→ **TASK TO CARRY OUT**: Among the entries, which lines carry the string "SyncConfig"? Copy every one.

→ **DATASET**:

*** Begin section ***

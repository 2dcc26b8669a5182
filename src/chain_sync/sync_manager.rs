// Copyright 2019-2025 ChainSafe Systems
// SPDX-License-Identifier: Apache-2.0, MIT

use std::collections::{BTreeMap, HashMap};
use std::sync::Arc;

use futures::future::BoxFuture;
use itertools::Itertools;
use libp2p::PeerId;
use parking_lot::RwLock;
use serde::{Deserialize, Serialize};
use thiserror::Error;
use tokio::task::JoinHandle;
use tokio_util::sync::CancellationToken;
use tracing::{debug, error, trace, warn};

use super::bucket::SyncBucketSet;
use super::sync_state::{SyncStage, SyncState, WorkerState};
use crate::blocks::Tipset;
use crate::utils::is_env_truthy;

/// Number of distinct peer heads required before the initial sync target is
/// selected.
const DEFAULT_BOOTSTRAP_PEER_THRESHOLD: usize = 2;

/// Environment variable controlling whether sibling forks sharing a parent
/// set are grouped into the same sync bucket.
pub const COALESCE_TIPSET_FORKS_ENV: &str = "TIPSET_SYNC_COALESCE_FORKS";

/// The function invoked by a sync worker to bring the local chain up to the
/// target tipset. Progress is published through the provided [`WorkerState`]
/// so that it is visible via [`SyncManager::state`].
pub type SyncFunc =
    Arc<dyn Fn(WorkerState, Arc<Tipset>) -> BoxFuture<'static, anyhow::Result<()>> + Send + Sync>;

/// Structure that defines syncing configuration options.
#[derive(Debug, Clone, Serialize, Deserialize, PartialEq, Eq)]
pub struct SyncConfig {
    /// Number of distinct peer heads required before the initial sync target
    /// is selected and the first worker is spawned.
    pub bootstrap_peer_threshold: usize,
    /// Treat sibling tipsets sharing a parent set as chain-related when
    /// grouping pending sync targets.
    pub coalesce_tipset_forks: bool,
}

impl Default for SyncConfig {
    fn default() -> Self {
        Self {
            bootstrap_peer_threshold: DEFAULT_BOOTSTRAP_PEER_THRESHOLD,
            coalesce_tipset_forks: is_env_truthy(COALESCE_TIPSET_FORKS_ENV),
        }
    }
}

#[derive(Debug, Error, PartialEq, Eq)]
pub enum SyncManagerError {
    #[error("sync manager has been stopped")]
    Stopped,
}

/// A peer head report on its way to the scheduler.
struct PeerHead {
    peer: PeerId,
    tipset: Arc<Tipset>,
}

/// Completion report posted by a sync worker back to the scheduler.
struct WorkerStatus {
    id: u64,
    result: anyhow::Result<()>,
}

/// A currently running sync job.
struct ActiveSync {
    target: Arc<Tipset>,
    state: WorkerState,
}

type ActiveSyncs = Arc<RwLock<BTreeMap<u64, ActiveSync>>>;

/// The `SyncManager` translates peer head reports into a bounded set of sync
/// jobs. A single scheduler task owns all sync scheduling state; peer heads
/// and worker completions reach it over rendezvous channels, so every
/// scheduling decision is made on one task without locking.
///
/// At most one worker runs per distinct chain at a time: reports extending
/// in-flight work are parked in a bucket set and picked up when the worker
/// for their chain completes, while unrelated forks spawn a worker only if
/// they are taller than everything already known.
pub struct SyncManager {
    config: SyncConfig,
    sync_func: SyncFunc,

    /// Currently running sync jobs, shared with `state` readers.
    active_syncs: ActiveSyncs,

    work_tx: flume::Sender<PeerHead>,
    work_rx: flume::Receiver<PeerHead>,
    status_tx: flume::Sender<WorkerStatus>,
    status_rx: flume::Receiver<WorkerStatus>,

    cancel: CancellationToken,
}

impl SyncManager {
    pub fn new(config: SyncConfig, sync_func: SyncFunc) -> Self {
        // Rendezvous channels: a peer head report is handed directly to the
        // scheduler, and a worker blocks until its completion is taken.
        let (work_tx, work_rx) = flume::bounded(0);
        let (status_tx, status_rx) = flume::bounded(0);

        Self {
            config,
            sync_func,
            active_syncs: Default::default(),
            work_tx,
            work_rx,
            status_tx,
            status_rx,
            cancel: CancellationToken::new(),
        }
    }

    /// Launches the scheduler task. Expected to be called once.
    pub fn start(&self) -> JoinHandle<()> {
        let scheduler = SyncScheduler {
            config: self.config.clone(),
            sync_func: self.sync_func.clone(),
            active_syncs: self.active_syncs.clone(),
            peer_heads: Some(HashMap::new()),
            pending: SyncBucketSet::new(self.config.coalesce_tipset_forks),
            next_worker_id: 1,
            work_rx: self.work_rx.clone(),
            status_rx: self.status_rx.clone(),
            status_tx: self.status_tx.clone(),
            cancel: self.cancel.clone(),
        };
        tokio::spawn(scheduler.run())
    }

    /// Stops the manager: the scheduler exits and in-flight workers are
    /// cancelled. Idempotent.
    pub fn stop(&self) {
        self.cancel.cancel();
    }

    /// Informs the scheduler that a peer reports the given tipset as its
    /// chain head. Blocks until the report is handed to the scheduler, and
    /// fails only if the manager has been stopped.
    pub async fn set_peer_head(
        &self,
        peer: PeerId,
        tipset: Arc<Tipset>,
    ) -> Result<(), SyncManagerError> {
        tokio::select! {
            _ = self.cancel.cancelled() => Err(SyncManagerError::Stopped),
            sent = self.work_tx.send_async(PeerHead { peer, tipset }) => {
                sent.map_err(|_| SyncManagerError::Stopped)
            }
        }
    }

    /// Returns a snapshot of every active worker's sync state, ordered by
    /// ascending worker id. Never blocks on the scheduler.
    pub fn state(&self) -> Vec<SyncState> {
        let handles: Vec<WorkerState> = self
            .active_syncs
            .read()
            .values()
            .map(|sync| sync.state.clone())
            .collect();
        handles.iter().map(|state| state.read().snapshot()).collect()
    }
}

/// The scheduler event loop. Exactly one event is processed at a time:
/// either an incoming peer head or a worker completion.
struct SyncScheduler {
    config: SyncConfig,
    sync_func: SyncFunc,

    active_syncs: ActiveSyncs,
    /// Peer head cache used to pick the initial sync target. `Some` only
    /// until the first worker is spawned; dropped at bootstrap.
    peer_heads: Option<HashMap<PeerId, Arc<Tipset>>>,
    /// Tipsets queued behind active or deferred work.
    pending: SyncBucketSet,
    next_worker_id: u64,

    work_rx: flume::Receiver<PeerHead>,
    status_rx: flume::Receiver<WorkerStatus>,
    status_tx: flume::Sender<WorkerStatus>,
    cancel: CancellationToken,
}

impl SyncScheduler {
    async fn run(mut self) {
        loop {
            tokio::select! {
                _ = self.cancel.cancelled() => {
                    debug!("sync scheduler shutting down");
                    return;
                }
                head = self.work_rx.recv_async() => match head {
                    Ok(PeerHead { peer, tipset }) => self.handle_peer_head(peer, tipset),
                    Err(_) => return,
                },
                status = self.status_rx.recv_async() => match status {
                    Ok(status) => self.handle_worker_status(status),
                    Err(_) => return,
                },
            }
        }
    }

    fn handle_peer_head(&mut self, peer: PeerId, tipset: Arc<Tipset>) {
        trace!("new peer head: {} {} ({})", peer, tipset.key(), tipset.epoch());

        if let Some(heads) = self.peer_heads.as_mut() {
            heads.insert(peer, tipset);
            if heads.len() < self.config.bootstrap_peer_threshold {
                debug!(
                    "waiting for more peer heads to bootstrap sync ({} of {})",
                    heads.len(),
                    self.config.bootstrap_peer_threshold
                );
                return;
            }

            let heads = heads.values().cloned().collect();
            match Self::select_initial_sync_target(heads, self.config.coalesce_tipset_forks) {
                Some(target) => {
                    // The peer head cache has served its purpose; from here
                    // on all reports go through the steady-state policy.
                    self.peer_heads = None;
                    self.spawn_worker(target);
                }
                None => error!("failed to select initial sync target"),
            }
            return;
        }

        if let Some(target) = self.add_sync_target(tipset) {
            self.spawn_worker(target);
        }
    }

    /// Picks the heaviest reported head as the initial sync target. Heads
    /// are bucketed in ascending height order so that chains reported at
    /// several heights group from their earliest parents up.
    fn select_initial_sync_target(
        heads: Vec<Arc<Tipset>>,
        coalesce_forks: bool,
    ) -> Option<Arc<Tipset>> {
        let mut buckets = SyncBucketSet::new(coalesce_forks);
        for ts in heads.into_iter().sorted_by_key(|ts| ts.epoch()) {
            buckets.insert(ts);
        }

        if buckets.buckets().len() > 1 {
            warn!(
                "peers report {} unrelated chains, syncing the heaviest",
                buckets.buckets().len()
            );
        }

        buckets.pop().and_then(|b| b.heaviest_tipset())
    }

    /// Applies the steady-state selection policy to an incoming tipset and
    /// returns the tipset to sync if a new worker should be spawned.
    fn add_sync_target(&mut self, tipset: Arc<Tipset>) -> Option<Arc<Tipset>> {
        let active = self.active_syncs.read();

        // A quiescent node takes up any new head directly.
        if active.is_empty() {
            drop(active);
            return Some(tipset);
        }

        let mut extends_active = false;
        for sync in active.values() {
            if *tipset == *sync.target {
                trace!("already syncing tipset {}", tipset.key());
                return None;
            }
            if tipset.parents() == sync.target.key() {
                extends_active = true;
            }
        }

        if extends_active || self.pending.related_to_any(&tipset) {
            drop(active);
            self.pending.insert(tipset);
            return None;
        }

        // The tipset opens a new fork. Its weight claim is unvalidated at
        // this point, so admission goes by height, the cheap upper bound:
        // only forks taller than everything already known get a worker.
        if let Some(max_epoch) = active.values().map(|sync| sync.target.epoch()).max() {
            if max_epoch > tipset.epoch() {
                debug!(
                    "dropping fork {} at height {}, active sync is ahead at {}",
                    tipset.key(),
                    tipset.epoch(),
                    max_epoch
                );
                return None;
            }
        }
        drop(active);

        if let Some(heaviest) = self.pending.heaviest() {
            if heaviest.epoch() > tipset.epoch() {
                debug!(
                    "dropping fork {} at height {}, pending sync is ahead at {}",
                    tipset.key(),
                    tipset.epoch(),
                    heaviest.epoch()
                );
                return None;
            }
        }

        Some(tipset)
    }

    fn handle_worker_status(&mut self, status: WorkerStatus) {
        let done = self.active_syncs.write().remove(&status.id);
        let Some(done) = done else {
            warn!("worker {} reported status but is not active", status.id);
            return;
        };

        match status.result {
            Ok(()) => debug!("worker {} done syncing {}", status.id, done.target.key()),
            Err(e) => error!("worker {} failed syncing {}: {}", status.id, done.target.key(), e),
        }

        // A failed target may still have heavier pending extensions worth
        // attempting, so continuation selection runs either way.
        if let Some(next) = self.select_sync_target(&done.target) {
            self.spawn_worker(next);
        }
    }

    /// Selects follow-on work for the chain the finished worker was on.
    fn select_sync_target(&mut self, done: &Tipset) -> Option<Arc<Tipset>> {
        let related = self.pending.pop_related(done)?;
        let heaviest = related.heaviest_tipset()?;

        let active = self.active_syncs.read();
        if let Some(max_epoch) = active.values().map(|sync| sync.target.epoch()).max() {
            if max_epoch > heaviest.epoch() {
                debug!(
                    "dropping continuation {} at height {}, active sync is ahead at {}",
                    heaviest.key(),
                    heaviest.epoch(),
                    max_epoch
                );
                return None;
            }
        }

        Some(heaviest)
    }

    fn spawn_worker(&mut self, target: Arc<Tipset>) {
        let id = self.next_worker_id;
        self.next_worker_id += 1;

        let state: WorkerState = Default::default();
        state.write().init(None, target.clone());
        self.active_syncs.write().insert(
            id,
            ActiveSync {
                target: target.clone(),
                state: state.clone(),
            },
        );
        debug!("worker {} syncing to {} ({})", id, target.key(), target.epoch());

        let sync_func = self.sync_func.clone();
        let status_tx = self.status_tx.clone();
        let cancel = self.cancel.clone();
        tokio::spawn(async move {
            let sync = (sync_func)(state.clone(), target);
            let result = tokio::select! {
                _ = cancel.cancelled() => return,
                result = sync => result,
            };

            match &result {
                Ok(()) => {
                    let mut state = state.write();
                    if state.stage() != SyncStage::Error {
                        state.set_stage(SyncStage::Complete);
                    }
                }
                Err(e) => state.write().error(e.to_string()),
            }

            tokio::select! {
                _ = cancel.cancelled() => {}
                sent = status_tx.send_async(WorkerStatus { id, result }) => {
                    let _ = sent;
                }
            }
        });
    }
}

*** End section ***

→ **OUTPUT**:
pub struct SyncConfig {
impl Default for SyncConfig {
    config: SyncConfig,
    pub fn new(config: SyncConfig, sync_func: SyncFunc) -> Self {
    config: SyncConfig,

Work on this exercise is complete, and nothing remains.